Free Speech Canto LIII By Michael Ceraolo
Free Speech Canto LIII
She was born Charlotte Anita Whitney
(she was always called by her middle name)
in Oakland, California in 1867,
and
she could be used as a textbook example
of what was called privilege even then:
several ancestors came on the Mayflower;
others came only a few years later,
including
one who was among the founders of Harvard
There were Revolutionary War officers,
inventors,
public officials
(including by marriage a Supreme Court justice)

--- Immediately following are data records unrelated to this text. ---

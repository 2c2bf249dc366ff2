//! Empirical IPR correlations and their closed-form inverses
//!
//! Stateless scalar functions shared by the deliverability calculator,
//! the projection module and the curve sampler:
//! - Vogel (two-phase oil)
//! - Fetkovich (backpressure form, fitted exponent n)
//! - Wiggin (three-phase, per fluid phase)
//!
//! Each forward function maps a pressure ratio `pr = p / p_res` to a
//! dimensionless flow ratio `qr = q / q_max` in (0, 1]. Each inverse
//! recovers the pressure ratio from a flow ratio, detecting out-of-domain
//! radicands before taking a root.

use crate::error::IprError;
use crate::types::Phase;

/// Floor applied when floating error drives the Vogel ratio non-positive
/// (p marginally above p_res). Keeps downstream division well-defined.
pub const VOGEL_EPSILON: f64 = 1e-8;

// ============================================================================
// Forward Correlations (pressure -> flow ratio)
// ============================================================================

/// Vogel flow-rate ratio.
///
/// Formula: qr = 1 - 0.2·(p/p_res) - 0.8·(p/p_res)²
///
/// A non-positive algebraic result is clamped to [`VOGEL_EPSILON`].
#[must_use]
pub fn vogel_flow_ratio(p: f64, p_res: f64) -> f64 {
    let pr = p / p_res;
    let qr = 1.0 - (0.2 * pr) - (0.8 * pr * pr);

    if qr > 0.0 {
        qr
    } else {
        VOGEL_EPSILON
    }
}

/// Fetkovich flow-rate ratio (Rawlins-Schellhardt backpressure form).
///
/// Formula: qr = (1 - (p/p_res)²)^n
///
/// Floating drift can carry `p` a ULP above `p_res`; the base is clamped
/// at 0 before exponentiation, otherwise `powf` would return NaN. `n`
/// comes from the power-law regression on the well's tests.
#[must_use]
pub fn fetkovich_flow_ratio(p: f64, p_res: f64, n: f64) -> f64 {
    let pr_squared = (p / p_res).powi(2);
    (1.0 - pr_squared).max(0.0).powf(n)
}

/// Wiggin flow-rate ratio for the selected phase.
///
/// Formula (oil):   qr = 1 - 0.52·(p/p_res) - 0.48·(p/p_res)²
/// Formula (water): qr = 1 - 0.72·(p/p_res) - 0.28·(p/p_res)²
///
/// Clamped at 0 for the same `p` marginally above `p_res` drift as
/// Fetkovich.
#[must_use]
pub fn wiggin_flow_ratio(phase: Phase, p: f64, p_res: f64) -> f64 {
    let pr = p / p_res;

    let qr = match phase {
        Phase::Oil => 1.0 - (0.52 * pr) - (0.48 * pr * pr),
        Phase::Water => 1.0 - (0.72 * pr) - (0.28 * pr * pr),
    };
    qr.max(0.0)
}

// ============================================================================
// Inverse Correlations (flow ratio -> pressure ratio)
// ============================================================================

/// Pressure ratio from the rearranged Vogel equation.
///
/// Solves -0.8·pr² - 0.2·pr + (1 - qr) = 0 for the root in [0, 1].
pub fn vogel_pressure_ratio(q: f64, q_max: f64) -> Result<f64, IprError> {
    let qr = flow_ratio_input("vogel inverse", q, q_max)?;
    quadratic_pressure_ratio("vogel inverse", -0.8, -0.2, 1.0 - qr)
}

/// Pressure ratio from the rearranged Fetkovich equation.
///
/// Formula: pr = sqrt(1 - qr^(1/n))
pub fn fetkovich_pressure_ratio(q: f64, q_max: f64, n: f64) -> Result<f64, IprError> {
    if n <= 0.0 {
        return Err(IprError::domain(
            "fetkovich inverse",
            format!("non-positive deliverability exponent n = {n}"),
        ));
    }

    let qr = flow_ratio_input("fetkovich inverse", q, q_max)?;
    let radicand = 1.0 - qr.powf(1.0 / n);
    if radicand < 0.0 {
        return Err(IprError::domain(
            "fetkovich inverse",
            format!("negative radicand {radicand} for flow ratio {qr}"),
        ));
    }

    Ok(radicand.sqrt())
}

/// Pressure ratio from the rearranged Wiggin equation for the given phase.
pub fn wiggin_pressure_ratio(phase: Phase, q: f64, q_max: f64) -> Result<f64, IprError> {
    let qr = flow_ratio_input("wiggin inverse", q, q_max)?;

    let (a, b) = match phase {
        Phase::Oil => (-0.48, -0.52),
        Phase::Water => (-0.28, -0.72),
    };

    quadratic_pressure_ratio("wiggin inverse", a, b, 1.0 - qr)
}

// ============================================================================
// Shared Numerics
// ============================================================================

/// Validate `(q, q_max)` and form the flow ratio for an inverse computation.
fn flow_ratio_input(context: &'static str, q: f64, q_max: f64) -> Result<f64, IprError> {
    if q_max <= 0.0 {
        return Err(IprError::domain(
            context,
            format!("non-positive q_max = {q_max}"),
        ));
    }
    if q < 0.0 {
        return Err(IprError::domain(context, format!("negative flow rate q = {q}")));
    }

    Ok(q / q_max)
}

/// Solve `a·pr² + b·pr + c = 0` and select the root lying in [0, 1].
///
/// Both roots are formed explicitly; the fixed `-b - sqrt(disc)` sign choice
/// picks the wrong branch for these coefficient sets, so the in-domain root
/// is identified by inspection instead.
fn quadratic_pressure_ratio(
    context: &'static str,
    a: f64,
    b: f64,
    c: f64,
) -> Result<f64, IprError> {
    let discriminant = b * b - 4.0 * a * c;
    if discriminant < 0.0 {
        return Err(IprError::domain(
            context,
            format!("negative discriminant {discriminant}"),
        ));
    }

    let sqrt_disc = discriminant.sqrt();
    let roots = [(-b - sqrt_disc) / (2.0 * a), (-b + sqrt_disc) / (2.0 * a)];

    const ROOT_TOLERANCE: f64 = 1e-9;
    roots
        .iter()
        .find(|root| (-ROOT_TOLERANCE..=1.0 + ROOT_TOLERANCE).contains(*root))
        .map(|root| root.clamp(0.0, 1.0))
        .ok_or_else(|| {
            IprError::domain(
                context,
                format!("no pressure-ratio root in [0, 1]; candidates {roots:?}"),
            )
        })
}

on both sides of the family during
the ensuing two-hundred-plus years
She graduated not only from high school
but also from college (Wellesley),
placing her
among the small fraction of Americans who did so
And after college she continued the traditions
of charitable and public-service work
But
she was radicalized by what she saw
and joined the Socialist Party
when she was in her mid-40s
In January 1919
California enacted a law
banning 'criminal syndicalism',
the purpose of which,
according
to the law's sponsor, was to
"stop the propaganda of an organization
known as the Industrial Workers of the World"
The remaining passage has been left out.